Understanding what happened during the first moments after the Big Bang is difficult due to the lack of evidence left behind. That leaves astrophysicists only theory to describe what could have happened. To give credence to their theories, scientists have built models that theoretically represent the conditions described. In this new effort, the researchers used a new approach to build a physical model in their lab to simulate conditions right after the Big Bang.

Starting from the theory that the Big Bang gave rise to an expanding universe, the researchers sought to create what they describe as a “quantum field simulator”. Since most theories suggest that the early universe was likely to be very cold, close to absolute zero, the researchers created a very cold environment. They then added potassium atoms to represent the universe they were trying to simulate.

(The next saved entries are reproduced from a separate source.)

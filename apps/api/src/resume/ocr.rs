//! OCR engine seam and the Tesseract command-line backend.

use std::path::{Path, PathBuf};
use std::process::Stdio;
use std::future::Future;
use std::time::Duration;

use async_trait::async_trait;
use thiserror::Error;
use tokio::process::Command;
use tokio::time::{Instant, MissedTickBehavior};
use tracing::{debug, info, warn};

/// Status label under which engines report recognition progress. Other
/// statuses (loading, initializing) are not shown to the user.
pub const RECOGNIZING_TEXT: &str = "recognizing text";

const PROGRESS_TICK: Duration = Duration::from_millis(250);
const ESTIMATE_CEILING: f64 = 0.95;

#[derive(Debug, Error)]
pub enum RecognitionError {
    #[error("OCR engine unavailable: {0}")]
    Unavailable(String),

    #[error("OCR timed out after {0}s")]
    Timeout(u64),

    #[error("OCR failed: {0}")]
    Failed(String),

    #[error("I/O error: {0}")]
    Io(#[from] std::io::Error),
}

/// One progress callback from the engine. `progress` is in [0, 1].
#[derive(Debug, Clone, PartialEq)]
pub struct OcrProgress {
    pub status: &'static str,
    pub progress: f32,
}

/// Result of the startup readiness check, handed to every pipeline
/// invocation instead of living in global state.
#[derive(Debug, Clone, Copy, PartialEq, Eq)]
pub enum OcrCapability {
    Ready,
    Unavailable,
}

impl OcrCapability {
    pub fn is_ready(self) -> bool {
        self == OcrCapability::Ready
    }
}

#[async_trait]
pub trait OcrEngine: Send + Sync {
    /// Checks that the engine can start and has its language data.
    async fn probe(&self) -> OcrCapability;

    /// Recognizes the text of the image at `image`.
    async fn recognize(
        &self,
        image: &Path,
        on_progress: &(dyn Fn(OcrProgress) + Send + Sync),
    ) -> Result<String, RecognitionError>;
}

/// Runs the `tesseract` binary as a child process.
pub struct TesseractCli {
    binary: PathBuf,
    language: String,
    timeout: Duration,
}

impl TesseractCli {
    pub fn new(binary: impl Into<PathBuf>, language: impl Into<String>, timeout: Duration) -> Self {
        Self {
            binary: binary.into(),
            language: language.into(),
            timeout,
        }
    }

    fn command(&self) -> Command {
        let mut cmd = Command::new(&self.binary);
        cmd.stdin(Stdio::null())
            .stdout(Stdio::piped())
            .stderr(Stdio::piped())
            .kill_on_drop(true);
        cmd
    }
}

#[async_trait]
impl OcrEngine for TesseractCli {
    async fn probe(&self) -> OcrCapability {
        let output = match self.command().arg("--list-langs").output().await {
            Ok(output) => output,
            Err(e) => {
                warn!(binary = %self.binary.display(), "tesseract could not be started: {e}");
                return OcrCapability::Unavailable;
            }
        };

        if !output.status.success() {
            warn!(status = %output.status, "tesseract --list-langs failed");
            return OcrCapability::Unavailable;
        }

        // Older releases print the language list on stderr.
        let listing = format!(
            "{}\n{}",
            String::from_utf8_lossy(&output.stdout),
            String::from_utf8_lossy(&output.stderr)
        );
        if has_language(&listing, &self.language) {
            info!(language = %self.language, "tesseract ready");
            OcrCapability::Ready
        } else {
            warn!(language = %self.language, "tesseract is missing language data");
            OcrCapability::Unavailable
        }
    }

    async fn recognize(
        &self,
        image: &Path,
        on_progress: &(dyn Fn(OcrProgress) + Send + Sync),
    ) -> Result<String, RecognitionError> {
        on_progress(OcrProgress {
            status: "initializing api",
            progress: 0.0,
        });

        let child = self
            .command()
            .arg(image)
            .arg("stdout")
            .arg("-l")
            .arg(&self.language)
            .spawn()
            .map_err(|e| RecognitionError::Unavailable(e.to_string()))?;

        on_progress(OcrProgress {
            status: RECOGNIZING_TEXT,
            progress: 0.0,
        });

        let output = wait_reporting(
            child.wait_with_output(),
            self.timeout,
            PROGRESS_TICK,
            on_progress,
        )
        .await??;

        if !output.status.success() {
            let stderr = String::from_utf8_lossy(&output.stderr);
            return Err(RecognitionError::Failed(format!(
                "tesseract exited with {}: {}",
                output.status,
                stderr.trim()
            )));
        }

        let text = String::from_utf8_lossy(&output.stdout).into_owned();
        debug!("tesseract recognized {} chars", text.len());

        on_progress(OcrProgress {
            status: RECOGNIZING_TEXT,
            progress: 1.0,
        });

        Ok(text)
    }
}

/// The CLI reports nothing while it works, so recognition progress is
/// estimated from elapsed time against the timeout. The estimate rises
/// quickly at first, slows down, and never reaches `ESTIMATE_CEILING`;
/// the final 1.0 is only sent once the text is in hand.
fn estimated_fraction(elapsed: Duration, timeout: Duration) -> f32 {
    let tau = (timeout.as_secs_f64() / 8.0).max(0.001);
    let fraction = ESTIMATE_CEILING * (1.0 - (-elapsed.as_secs_f64() / tau).exp());
    fraction as f32
}

async fn wait_reporting<T>(
    work: impl Future<Output = T>,
    timeout: Duration,
    tick: Duration,
    on_progress: &(dyn Fn(OcrProgress) + Send + Sync),
) -> Result<T, RecognitionError> {
    let started = Instant::now();
    let deadline = tokio::time::sleep(timeout);
    let mut ticks = tokio::time::interval_at(started + tick, tick);
    ticks.set_missed_tick_behavior(MissedTickBehavior::Delay);
    tokio::pin!(work, deadline);

    loop {
        tokio::select! {
            out = &mut work => return Ok(out),
            _ = &mut deadline => return Err(RecognitionError::Timeout(timeout.as_secs())),
            _ = ticks.tick() => on_progress(OcrProgress {
                status: RECOGNIZING_TEXT,
                progress: estimated_fraction(started.elapsed(), timeout),
            }),
        }
    }
}

fn has_language(listing: &str, language: &str) -> bool {
    // "eng+hin" requires every component
    language
        .split('+')
        .all(|lang| listing.lines().any(|line| line.trim() == lang))
}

The atoms were cooled to just above absolute zero and slowed down using lasers, resulting in the formation of a Bose-Einstein condensate, a type of superfluid. The researchers then used light from a specially designed projector to nudge the atoms into the desired arrangements. In this configuration, superfluid excitons called phonons propagate in two directions.

By manipulating the speed of propagation, the researchers were able to mimic the theoretical propagation of waves in the early universe. They suggest that the behavior of their superfluid was somewhat similar to the physics that governed spacetime and particle production in those moments just after the Big Bang.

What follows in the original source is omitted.